Die Deutschen sind im Moment die beste Wintersportnation aller Zeiten. Im ewigen Medaillenspiegel haben sie die Führung von den Russen übernommen. Die schwächeln nach zahlreichen Dopingskandalen, weil sie sich vier Jahre vor ihren Heimspielen in Sotschi nicht bereits angedrohten Sanktionen der Weltverbände aussetzen wollen. "Sauber bleiben", heißt das Motto der Russen in Vancouver - mit allen Konsequenzen möglicher Erfolglosigkeit.

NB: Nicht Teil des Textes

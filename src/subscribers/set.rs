//! # SubscriberSet: per-subscriber delivery lanes.
//!
//! Every subscriber gets a **lane**: a bounded queue, a worker task draining it
//! and a tally of what happened to the events offered to it.
//!
//! ```text
//!    emit(&Event) ── Arc<Event> ──┬──► lane "log"     [queue] ─► worker ─► on_event()
//!     (never awaits)              ├──► lane "metrics" [queue] ─► worker ─► on_event()
//!                                 └──► lane ...
//!                                        │
//!                                        └─ tally: delivered / dropped / panicked
//! ```
//!
//! ## Rules
//! - `emit` only ever `try_send`s; a full lane drops the event for that
//!   subscriber alone and counts it.
//! - Each lane is FIFO. There is no ordering across lanes.
//! - A panic in `on_event` is caught, counted and logged; the lane keeps going.
//! - Drop warnings are logged on the 1st, 2nd, 4th, 8th... drop of a lane so a
//!   stuck subscriber cannot flood the log.
//! - `shutdown` closes every lane, waits for the queued events, and returns
//!   the final tallies.

use std::sync::Arc;
use std::sync::atomic::{AtomicU64, Ordering};

use futures::FutureExt;
use tokio::sync::mpsc::{self, error::TrySendError};
use tokio::task::JoinHandle;

use crate::core::fault::panic_message;
use crate::events::Event;

use super::Subscribe;

/// Delivery counters of one subscriber.
#[derive(Debug, Clone, PartialEq, Eq)]
pub struct SubscriberStats {
    /// [`Subscribe::name`] of the subscriber.
    pub name: &'static str,
    /// Events handed to `on_event` that returned normally.
    pub delivered: u64,
    /// Events discarded because the lane was full or already closed.
    pub dropped: u64,
    /// Events whose `on_event` panicked.
    pub panicked: u64,
}

#[derive(Default)]
struct Tally {
    delivered: AtomicU64,
    dropped: AtomicU64,
    panicked: AtomicU64,
}

impl Tally {
    fn bump(counter: &AtomicU64) -> u64 {
        counter.fetch_add(1, Ordering::Relaxed) + 1
    }

    fn snapshot(&self, name: &'static str) -> SubscriberStats {
        SubscriberStats {
            name,
            delivered: self.delivered.load(Ordering::Relaxed),
            dropped: self.dropped.load(Ordering::Relaxed),
            panicked: self.panicked.load(Ordering::Relaxed),
        }
    }
}

struct Lane {
    name: &'static str,
    tx: mpsc::Sender<Arc<Event>>,
    tally: Arc<Tally>,
    worker: JoinHandle<()>,
}

impl Lane {
    fn open(sub: Arc<dyn Subscribe>) -> Self {
        let name = sub.name();
        let (tx, rx) = mpsc::channel::<Arc<Event>>(sub.queue_capacity().max(1));
        let tally = Arc::new(Tally::default());
        let worker = tokio::spawn(drain(sub, rx, Arc::clone(&tally)));
        Self {
            name,
            tx,
            tally,
            worker,
        }
    }

    fn offer(&self, ev: &Arc<Event>) {
        let cause = match self.tx.try_send(Arc::clone(ev)) {
            Ok(()) => return,
            Err(TrySendError::Full(_)) => "queue full",
            Err(TrySendError::Closed(_)) => "worker gone",
        };
        let dropped = Tally::bump(&self.tally.dropped);
        if dropped.is_power_of_two() {
            tracing::warn!(subscriber = self.name, seq = ev.seq, dropped, cause, "subscriber dropped event");
        }
    }
}

async fn drain(sub: Arc<dyn Subscribe>, mut rx: mpsc::Receiver<Arc<Event>>, tally: Arc<Tally>) {
    while let Some(ev) = rx.recv().await {
        let handled = std::panic::AssertUnwindSafe(sub.on_event(&ev))
            .catch_unwind()
            .await;
        match handled {
            Ok(()) => {
                Tally::bump(&tally.delivered);
            }
            Err(payload) => {
                Tally::bump(&tally.panicked);
                tracing::warn!(
                    subscriber = sub.name(),
                    seq = ev.seq,
                    panic = %panic_message(payload),
                    "subscriber panicked"
                );
            }
        }
    }
}

/// Non-blocking fan-out of events to a fixed set of subscribers.
pub struct SubscriberSet {
    lanes: Vec<Lane>,
}

impl SubscriberSet {
    /// Opens one lane per subscriber.
    ///
    /// # Panics
    /// Must be called from within a Tokio runtime when `subs` is non-empty.
    #[must_use]
    pub fn new(subs: Vec<Arc<dyn Subscribe>>) -> Self {
        Self {
            lanes: subs.into_iter().map(Lane::open).collect(),
        }
    }

    /// Offers `event` to every lane without waiting.
    pub fn emit(&self, event: &Event) {
        if self.lanes.is_empty() {
            return;
        }
        let ev = Arc::new(event.clone());
        for lane in &self.lanes {
            lane.offer(&ev);
        }
    }

    /// Current counters, one entry per subscriber in registration order.
    pub fn stats(&self) -> Vec<SubscriberStats> {
        self.lanes.iter().map(|l| l.tally.snapshot(l.name)).collect()
    }

    /// Closes every lane, waits until queued events are handled and returns
    /// the final counters.
    pub async fn shutdown(self) -> Vec<SubscriberStats> {
        let mut finals = Vec::with_capacity(self.lanes.len());
        for Lane {
            name,
            tx,
            tally,
            worker,
        } in self.lanes
        {
            drop(tx);
            if let Err(e) = worker.await {
                tracing::warn!(subscriber = name, error = %e, "subscriber worker did not finish");
            }
            let stats = tally.snapshot(name);
            tracing::debug!(
                subscriber = name,
                delivered = stats.delivered,
                dropped = stats.dropped,
                panicked = stats.panicked,
                "subscriber drained"
            );
            finals.push(stats);
        }
        finals
    }

    /// True if there are no subscribers.
    #[must_use]
    pub fn is_empty(&self) -> bool {
        self.lanes.is_empty()
    }

    /// Number of subscribers.
    #[must_use]
    pub fn len(&self) -> usize {
        self.lanes.len()
    }
}

#[cfg(test)]
mod tests {
    use super::*;
    use crate::events::EventKind;
    use async_trait::async_trait;

    struct Forward {
        tx: mpsc::UnboundedSender<EventKind>,
        capacity: usize,
    }

    impl Forward {
        fn new(tx: mpsc::UnboundedSender<EventKind>) -> Self {
            Self { tx, capacity: 1024 }
        }
    }

    #[async_trait]
    impl Subscribe for Forward {
        async fn on_event(&self, event: &Event) {
            let _ = self.tx.send(event.kind);
        }
        fn name(&self) -> &'static str {
            "forward"
        }
        fn queue_capacity(&self) -> usize {
            self.capacity
        }
    }

    struct Explodes;

    #[async_trait]
    impl Subscribe for Explodes {
        async fn on_event(&self, _event: &Event) {
            panic!("subscriber bug");
        }
        fn name(&self) -> &'static str {
            "explodes"
        }
    }

    #[tokio::test]
    async fn test_emit_reaches_every_subscriber_in_order() {
        let (tx, mut rx) = mpsc::unbounded_channel();
        let set = SubscriberSet::new(vec![Arc::new(Forward::new(tx)), Arc::new(Explodes)]);
        assert_eq!(set.len(), 2);

        set.emit(&Event::new(EventKind::PoolStarted));
        set.emit(&Event::new(EventKind::PoolDrained));
        let stats = set.shutdown().await;

        assert_eq!(rx.recv().await, Some(EventKind::PoolStarted));
        assert_eq!(rx.recv().await, Some(EventKind::PoolDrained));
        assert_eq!(rx.recv().await, None);

        assert_eq!(
            stats,
            vec![
                SubscriberStats { name: "forward", delivered: 2, dropped: 0, panicked: 0 },
                SubscriberStats { name: "explodes", delivered: 0, dropped: 0, panicked: 2 },
            ]
        );
    }

    #[tokio::test]
    async fn test_full_lane_drops_only_for_that_subscriber() {
        let (narrow_tx, mut narrow_rx) = mpsc::unbounded_channel();
        let (wide_tx, mut wide_rx) = mpsc::unbounded_channel();
        let narrow = Forward {
            tx: narrow_tx,
            capacity: 1,
        };
        let set = SubscriberSet::new(vec![Arc::new(narrow), Arc::new(Forward::new(wide_tx))]);

        // Workers cannot run between these calls on a current-thread runtime.
        for _ in 0..5 {
            set.emit(&Event::new(EventKind::StageClosed));
        }
        assert_eq!(set.stats()[0].dropped, 4);
        assert_eq!(set.stats()[1].dropped, 0);

        let stats = set.shutdown().await;
        assert_eq!((stats[0].delivered, stats[0].dropped), (1, 4));
        assert_eq!((stats[1].delivered, stats[1].dropped), (5, 0));

        let mut narrow_seen = 0;
        while narrow_rx.recv().await.is_some() {
            narrow_seen += 1;
        }
        let mut wide_seen = 0;
        while wide_rx.recv().await.is_some() {
            wide_seen += 1;
        }
        assert_eq!((narrow_seen, wide_seen), (1, 5));
    }

    #[tokio::test]
    async fn test_empty_set() {
        let set = SubscriberSet::new(Vec::new());
        assert!(set.is_empty());
        set.emit(&Event::new(EventKind::FanInClosed));
        assert!(set.shutdown().await.is_empty());
    }
}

16 Medaillen (bei Redaktionsschluss dieser Ausgabe), elf von Frauen, vier von Männern, eine im Eiskunstlaufen der Paare, haben die Deutschen bisher in Vancouver (3) und Whistler (13) gewonnen. 29 waren es vor vier Jahren am Ende der Spiele in Turin, als das schwarz-rot-goldene Team mit elf Gold-, zwölf Silber- und sechs Bronzemedaillen das erfolgreichste der 20. Olympischen Winterspiele stellte. Unter den Erwartungen, so Schwank, seien in der ersten Woche nur die nordischen Kombinierer und die männlichen Biathleten geblieben. Die hätten ihre eigenen Zielvorgaben, zwei Medaillen, noch nicht erfüllt. Diese Prognosen muss jeder Verband für den Olympiazyklus abgeben. Sie sind ein Kriterium für die Verteilung der Fördermittel.

Positiv sei, dass elf Medaillengewinner eine Eliteschule des Sports besucht haben und zehn bei Bundeswehr, Bundespolizei sowie Zoll angestellt sind, sagte Schwank. "Das zeigt, dass im Wintersport unser System der Sichtung und Förderung gut funktioniert."

Die zweite Woche, glaubt der Chef de Mission, könnte ähnlich erfolgreich werden wie die erste. An jedem Tag träten chancenreiche deutsche Athleten an die Startlinien.

Das lokale Organisationskomitee Vanoc hat zur Halbzeit eine durchweg positive Zwischenbilanz gezogen. "Wir sind sehr erfreut darüber, wie die Spiele laufen. Dass die ersten drei Tage vor und nach der Eröffnung eine besondere Herausforderung werden würden, war uns klar. Doch inzwischen läuft alles gut", erklärte Vanoc-Vizepräsident Dave Cobb. Das größte Problem zu Beginn seien die Transportsorgen vor allem in den Bergen rund um Whistler gewesen. Doch Vanoc habe darauf schnell reagiert. 100 Fahrzeuge minderer Qualität seien kurzfristig ersetzt und ein reibungsloser Transport so doch noch gewährleistet worden.

Auch das Internationale Olympische Komitee (IOC) ist sehr zufrieden mit dem bisherigen Verlauf. "Wir sind sehr erfreut über den glatten Verlauf der Spiele", sagte IOC-Exekutiv-Direktor Gilbert Felli. "Wir erhalten von überall positive Rückmeldungen und sehen fröhliche Menschen, die die Arenen und Straßen füllen." Er habe einen rundum positiven Eindruck gewonnen, so Felli. "Und wir haben keinen Grund zu glauben, dass die nächsten Tage nicht ebenso erfolgreich werden." Das größte Lob erhielt Vanoc für seine Reaktionszeiten bei kleineren Problemen. "Es wird in der Regel binnen 24 Stunden für Abhilfe gesorgt", freute sich Felli, "das ist eine sehr hohe Qualität."